- EXERCISE INPUTS:
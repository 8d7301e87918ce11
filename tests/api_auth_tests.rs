// SPDX-License-Identifier: MIT
// Copyright 2026 Roland Dreier <roland@rolandd.dev>

//! API authentication and CORS tests.
//!
//! These tests verify that:
//! 1. Protected routes reject requests without valid credentials
//! 2. Protected routes accept requests with valid tokens
//! 3. CORS preflight requests return correct headers

use axum::{
    body::Body,
    http::{header, Request, StatusCode},
};
use jsonwebtoken::{encode, Algorithm, EncodingKey, Header};
use serde::Serialize;
use std::time::{SystemTime, UNIX_EPOCH};
use tower::ServiceExt;

mod common;

/// Create a test access token the way the server mints them.
fn create_test_jwt(user_id: &str, signing_key: &[u8]) -> String {
    #[derive(Serialize)]
    struct Claims {
        sub: String,
        email: Option<String>,
        username: Option<String>,
        exp: usize,
        iat: usize,
    }

    let now = SystemTime::now()
        .duration_since(UNIX_EPOCH)
        .unwrap()
        .as_secs() as usize;

    let claims = Claims {
        sub: user_id.to_string(),
        email: Some("tester@example.com".to_string()),
        username: Some("tester".to_string()),
        exp: now + 86400,
        iat: now,
    };

    encode(
        &Header::new(Algorithm::HS256),
        &claims,
        &EncodingKey::from_secret(signing_key),
    )
    .unwrap()
}

#[tokio::test]
async fn test_protected_route_without_token() {
    let (app, _) = common::create_test_app();

    let response = app
        .oneshot(
            Request::builder()
                .method("GET")
                .uri("/api/v2/habits")
                .body(Body::empty())
                .unwrap(),
        )
        .await
        .unwrap();

    // Should return 401 Unauthorized without credentials
    assert_eq!(response.status(), StatusCode::UNAUTHORIZED);
}

#[tokio::test]
async fn test_protected_route_with_invalid_bearer_token() {
    let (app, _) = common::create_test_app();

    let response = app
        .oneshot(
            Request::builder()
                .method("GET")
                .uri("/api/v2/habits")
                .header(header::AUTHORIZATION, "Bearer invalid.token.here")
                .body(Body::empty())
                .unwrap(),
        )
        .await
        .unwrap();

    assert_eq!(response.status(), StatusCode::UNAUTHORIZED);
}

#[tokio::test]
async fn test_protected_route_with_invalid_cookie() {
    let (app, _) = common::create_test_app();

    let response = app
        .oneshot(
            Request::builder()
                .method("GET")
                .uri("/api/v2/users/me")
                .header(header::COOKIE, "accessToken=not.a.jwt")
                .body(Body::empty())
                .unwrap(),
        )
        .await
        .unwrap();

    assert_eq!(response.status(), StatusCode::UNAUTHORIZED);
}

#[tokio::test]
async fn test_protected_route_with_valid_token() {
    let (app, state) = common::create_test_app();
    let token = create_test_jwt("user-1", &state.config.access_token_secret);

    let response = app
        .oneshot(
            Request::builder()
                .method("GET")
                .uri("/api/v2/habits")
                .header(header::AUTHORIZATION, format!("Bearer {}", token))
                .body(Body::empty())
                .unwrap(),
        )
        .await
        .unwrap();

    // With valid token: 200 if Firestore available, 500 if Firestore unavailable
    // The key check is that we DON'T get 401 (authentication succeeded)
    let status = response.status();
    assert!(
        status == StatusCode::OK || status == StatusCode::INTERNAL_SERVER_ERROR,
        "Expected 200 or 500, got {}. Auth should pass, Firestore may fail without emulator.",
        status
    );
}

#[tokio::test]
async fn test_cors_preflight() {
    let (app, _) = common::create_test_app();

    let response = app
        .oneshot(
            Request::builder()
                .method("OPTIONS")
                .uri("/api/v2/habits")
                .header(header::ORIGIN, "http://localhost:5173")
                .header(header::ACCESS_CONTROL_REQUEST_METHOD, "GET")
                .body(Body::empty())
                .unwrap(),
        )
        .await
        .unwrap();

    // OPTIONS should return 200 (CORS preflight success)
    assert_eq!(response.status(), StatusCode::OK);

    // Should have CORS headers
    assert!(response
        .headers()
        .contains_key(header::ACCESS_CONTROL_ALLOW_ORIGIN));
    assert!(response
        .headers()
        .contains_key(header::ACCESS_CONTROL_ALLOW_METHODS));
}

#[tokio::test]
async fn test_public_route_no_auth_required() {
    let (app, _) = common::create_test_app();

    let response = app
        .oneshot(
            Request::builder()
                .method("GET")
                .uri("/health")
                .body(Body::empty())
                .unwrap(),
        )
        .await
        .unwrap();

    // Health should be accessible without auth
    assert_eq!(response.status(), StatusCode::OK);

    let body = common::body_json(response).await;
    assert_eq!(body["status"], "ok");
}

#[tokio::test]
async fn test_security_headers_on_responses() {
    let (app, _) = common::create_test_app();

    let response = app
        .oneshot(
            Request::builder()
                .method("GET")
                .uri("/health")
                .body(Body::empty())
                .unwrap(),
        )
        .await
        .unwrap();

    let headers = response.headers();
    assert_eq!(headers.get("x-content-type-options").unwrap(), "nosniff");
    assert_eq!(headers.get("x-frame-options").unwrap(), "DENY");
}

- BRIEF: Return every line from the material that contains the word "SystemTime".

- RESPONSE BELOW:
use std::time::{SystemTime, UNIX_EPOCH};
    let now = SystemTime::now()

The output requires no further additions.